AltTrain's design is lightweight and fits engineering practices. It converts a complex RL alignment problem into a fixed-format SFT, which is low-cost and easy to reproduce.
Retaining problem understanding is a nuanced step. Instead of crudely inserting safety judgments, the authors adapted the existing LRM structure to reduce distributional conflict.
The result that over-refusal drops with data scaling is important, indicating that the main issue with small-data structural training is coverage rather than the structure itself being inherently over-conservative.

Limitations & Future Work¶

This paper only discusses text-based LRMs; whether reasoning structures can transfer to multimodal reasoning models remains an open question.
It is unclear how AltTrain would be adopted for models using continuous space CoT, implicit reasoning, or those that do not expose reasoning tokens.
AltTrain relies on the construction and labeling of harmful/benign samples; sample distribution affects the balance of over-refusal and missed detections.
While evaluations covered standard red-teaming and multi-turn attacks, risks in real deployment—such as strategic induction, long-context memory, and tool-calling—require further verification.
Sensitive content filtering is needed before data release; subsequent reproduction may be affected by data access policies.
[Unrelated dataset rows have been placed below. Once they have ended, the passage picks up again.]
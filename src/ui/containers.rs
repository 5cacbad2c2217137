//! Tab containers and the tab/item composition shared by composite nodes.
//!
//! DESIGN
//! ======
//! Tab sets, tabs, and fieldsets all own their children through the two
//! factories here. Hydration always rebuilds `tabs` and `items` together from
//! one payload, so a partial payload can never leave one collection stale.
//! Absent and empty child arrays both produce empty collections.

#[cfg(test)]
#[path = "containers_test.rs"]
mod containers_test;

use crate::schema::{DefinitionId, VersionId};
use crate::survey::Survey;
use crate::ui::item::ItemDefinition;
use crate::ui::node::UiNodeDefinition;
use crate::wire::{ItemJson, TabJson};

/// An ordered grouping of items within a tab set or fieldset.
#[derive(Clone, Debug, PartialEq)]
pub struct TabDefinition {
    id: DefinitionId,
    parent: DefinitionId,
    label: Option<String>,
    tabs: Vec<TabDefinition>,
    items: Vec<ItemDefinition>,
}

impl TabDefinition {
    /// Build a tab from its wire payload, owned by `parent`.
    #[must_use]
    pub fn from_json(json: &TabJson, parent: DefinitionId) -> Self {
        Self {
            id: json.id,
            parent,
            label: json.label.clone(),
            tabs: tabs_from_json(json.tabs.as_deref(), json.id),
            items: items_from_json(json.children.as_deref(), json.id),
        }
    }

    /// Re-hydrate this tab in place. Nested tabs and items are replaced
    /// together; the parent link is preserved.
    pub fn fill_from_json(&mut self, json: &TabJson) {
        *self = Self::from_json(json, self.parent);
    }

    /// Tab caption, if any.
    #[must_use]
    pub fn label(&self) -> Option<&str> {
        self.label.as_deref()
    }

    /// Nested tab containers in designer order.
    #[must_use]
    pub fn tabs(&self) -> &[TabDefinition] {
        &self.tabs
    }

    /// Child items in designer order.
    #[must_use]
    pub fn items(&self) -> &[ItemDefinition] {
        &self.items
    }

    /// Whether this tab is visible in the given version: true when at least
    /// one nested tab or item is.
    #[must_use]
    pub fn is_in_version(&self, survey: &Survey, version: VersionId) -> bool {
        any_in_version(&self.tabs, &self.items, survey, version)
    }
}

impl UiNodeDefinition for TabDefinition {
    fn id(&self) -> DefinitionId {
        self.id
    }

    fn parent_id(&self) -> Option<DefinitionId> {
        Some(self.parent)
    }
}

/// Build tab containers from an optional payload array, wiring each to
/// `parent`. Preserves source order; absent input yields an empty collection.
#[must_use]
pub fn tabs_from_json(json: Option<&[TabJson]>, parent: DefinitionId) -> Vec<TabDefinition> {
    json.unwrap_or_default()
        .iter()
        .map(|tab| TabDefinition::from_json(tab, parent))
        .collect()
}

/// Build items from an optional payload array, wiring each to `parent`.
/// Preserves source order; absent input yields an empty collection.
#[must_use]
pub fn items_from_json(json: Option<&[ItemJson]>, parent: DefinitionId) -> Vec<ItemDefinition> {
    json.unwrap_or_default()
        .iter()
        .map(|item| ItemDefinition::from_json(item, parent))
        .collect()
}

/// Existential visibility over one container level: true when any of the
/// given tabs or items reports visible. Empty containers are never visible.
pub(crate) fn any_in_version(
    tabs: &[TabDefinition],
    items: &[ItemDefinition],
    survey: &Survey,
    version: VersionId,
) -> bool {
    tabs.iter().any(|tab| tab.is_in_version(survey, version))
        || items.iter().any(|item| item.is_in_version(survey, version))
}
vs SafeChain: SafeChain uses filtered R1 trajectories for training but retains the original problem-solving structure, making it difficult to address the root cause. AltTrain changes the structure directly.
vs Intention Analysis: IA uses prompts to have the model analyze intent, but does not necessarily change internal reasoning inertia. AltTrain solidifies intent analysis into the trajectory structure via SFT.
vs DirectRefusal / STAR-1: These methods reduce risk but prone to increasing over-refusal or damaging reasoning. AltTrain is more balanced via conditional reasoning.
Insight: For alignment of reasoning models, one might need to shift from "what answers to reward" to "what reasoning processes to train."

Rating¶

Novelty: ⭐⭐⭐⭐⭐ Explains LRM safety failure from reasoning structure; clear perspective with experimental support.
Experimental Thoroughness: ⭐⭐⭐⭐☆ Covers multiple backbones, scales, tasks, and ablations; could be extended to more realistic deployment agent scenarios.
Writing Quality: ⭐⭐⭐⭐☆ Method is concise, and tables are persuasive; the main table is large and requires patient comparison.
Value: ⭐⭐⭐⭐⭐ Provides direct inspiration for LRM safety alignment, low-cost post-training, and reasoning process design.